Not only Christian and Jewish savants, but others of the pagan pre-classical and oriental worlds, agreed that the Deluge had terminated an earlier Golden Age, itself conceived of in many quarters as one of a succession of former world ages individually characterised symbolically by metals (bronze, iron, etc), elements (fire, water, etc), or by astronomical motifs (solar, lunar, etc). Moreover, ancient traditions collected much later from lands such as the Americas and Australia, certainly unknown to most early European, Near Eastern and Oriental writers, also preserved closely similar beliefs in which ‘suns’ were sometimes substituted for ‘ages’ as vague measures of spans of time long past. Tantalisingly, the actual durations of such ‘ages’ or ‘suns’ were seldom if ever stipulated.

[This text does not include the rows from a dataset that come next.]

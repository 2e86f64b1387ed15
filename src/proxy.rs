//! Client listener
//!
//! Accepts client connections, dials the broker for each of them, terminates
//! TLS when configured and hands both streams to the [`Relay`]. Each
//! connection runs in its own task; a failing session is logged and does not
//! affect the others.

use std::future::Future;
use std::net::SocketAddr;
use std::sync::Arc;

use tokio::net::{TcpListener, TcpStream};
use tracing::{debug, info, warn};

use crate::config::{ConfigError, GatewayConfig};
use crate::revocation::RevocationVerifier;
use crate::session::{Handler, Relay, RelayError, Session};
use crate::tls::{Security, TlsError, TlsTerminator};

#[derive(Debug, thiserror::Error)]
pub enum ProxyError {
    #[error("failed to bind {address}: {source}")]
    Bind {
        address: String,
        source: std::io::Error,
    },

    #[error("failed to connect to MQTT broker at {target}: {source}")]
    Connect {
        target: String,
        source: std::io::Error,
    },

    #[error(transparent)]
    Tls(#[from] TlsError),

    #[error(transparent)]
    Relay(#[from] RelayError),
}

/// MQTT relay listener
#[derive(Clone)]
pub struct Proxy {
    address: String,
    target: String,
    relay: Relay,
    tls: Option<Arc<TlsTerminator>>,
}

impl Proxy {
    pub fn new(address: impl Into<String>, target: impl Into<String>, relay: Relay) -> Self {
        Self {
            address: address.into(),
            target: target.into(),
            relay,
            tls: None,
        }
    }

    pub fn with_tls(mut self, tls: TlsTerminator) -> Self {
        self.tls = Some(Arc::new(tls));
        self
    }

    /// Build the listener, TLS termination and revocation checks from the
    /// configuration
    pub fn from_config(config: &GatewayConfig, handler: Arc<dyn Handler>) -> Result<Self, ConfigError> {
        let verifier = RevocationVerifier::from_config(&config.revocation)?;
        let relay = Relay::new(handler).with_packet_logging(config.general.log_packets);

        let mut proxy = Self::new(&config.listener.address, &config.listener.target, relay);
        if let Some(tls) = TlsTerminator::from_config(&config.tls, verifier)? {
            proxy = proxy.with_tls(tls);
        }
        Ok(proxy)
    }

    pub fn security(&self) -> Security {
        self.tls
            .as_ref()
            .map(|tls| tls.security())
            .unwrap_or(Security::WithoutTls)
    }

    pub async fn bind(&self) -> Result<TcpListener, ProxyError> {
        TcpListener::bind(&self.address)
            .await
            .map_err(|source| ProxyError::Bind {
                address: self.address.clone(),
                source,
            })
    }

    /// Bind the configured address and serve until `shutdown` completes
    pub async fn run<F>(&self, shutdown: F) -> Result<(), ProxyError>
    where
        F: Future<Output = ()>,
    {
        let listener = self.bind().await?;
        self.serve(listener, shutdown).await
    }

    /// Accept connections on `listener` until `shutdown` completes. Sessions
    /// already running are left to finish on their own.
    pub async fn serve<F>(&self, listener: TcpListener, shutdown: F) -> Result<(), ProxyError>
    where
        F: Future<Output = ()>,
    {
        let local_addr = listener.local_addr().ok();
        info!(
            address = ?local_addr,
            target = %self.target,
            security = %self.security(),
            "MQTT relay listening"
        );

        tokio::pin!(shutdown);
        loop {
            tokio::select! {
                accept_result = listener.accept() => {
                    match accept_result {
                        Ok((client, peer_addr)) => {
                            let proxy = self.clone();
                            tokio::spawn(async move {
                                if let Err(e) = proxy.handle(client, peer_addr).await {
                                    warn!(peer = %peer_addr, error = %e, "MQTT session ended with error");
                                }
                            });
                        }
                        Err(e) => {
                            warn!(error = %e, "Failed to accept connection");
                        }
                    }
                }
                _ = &mut shutdown => {
                    info!("MQTT relay received shutdown signal");
                    break;
                }
            }
        }

        Ok(())
    }

    async fn handle(&self, client: TcpStream, peer_addr: SocketAddr) -> Result<(), ProxyError> {
        debug!(peer = %peer_addr, "Accepted client connection");

        let broker = TcpStream::connect(&self.target)
            .await
            .map_err(|source| ProxyError::Connect {
                target: self.target.clone(),
                source,
            })?;

        match &self.tls {
            Some(tls) => {
                let (client, certificate) = tls.accept(client).await?;
                let session = Session::new(certificate).with_peer_addr(peer_addr);
                self.relay.stream(client, broker, session).await?;
            }
            None => {
                let session = Session::new(None).with_peer_addr(peer_addr);
                self.relay.stream(client, broker, session).await?;
            }
        }

        debug!(peer = %peer_addr, "MQTT session closed");
        Ok(())
    }
}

Other early thinkers, especially those of pre-Hellenic and early classical Greece, devised the concept of cyclical world history, which, because it postulated a succession of different ages, again involved the idea of great spans of time. These, though of vague durations, were usually stated in terms indicating an antiquity far greater than the 1,656 and 2,342 year dates obtained by biblical studies. This doctrine was followed by, and probably led to the development of, that of the cyclical Great Year, championed by Empedocles and the Pythagorean philosophers of ancient Greece. The doctrine itself was apparently based upon earlier Chaldean teachings which advocated that the Universe, though eternal, undergoes cyclical destruction from either fire or water at lengthy but irregular intervals. The Deluge was held by them to be the most recent of these destructions. Popularised by Berosus, a Babylonian scribe of the 3rd century BC, the doctrine of the Great Year became very influential and was subscribed to by many famous cosmologists and philosophers of the day, including Chrysippus, Zeno and Plato. It survived in modified form down to at least the beginning of the 19th century.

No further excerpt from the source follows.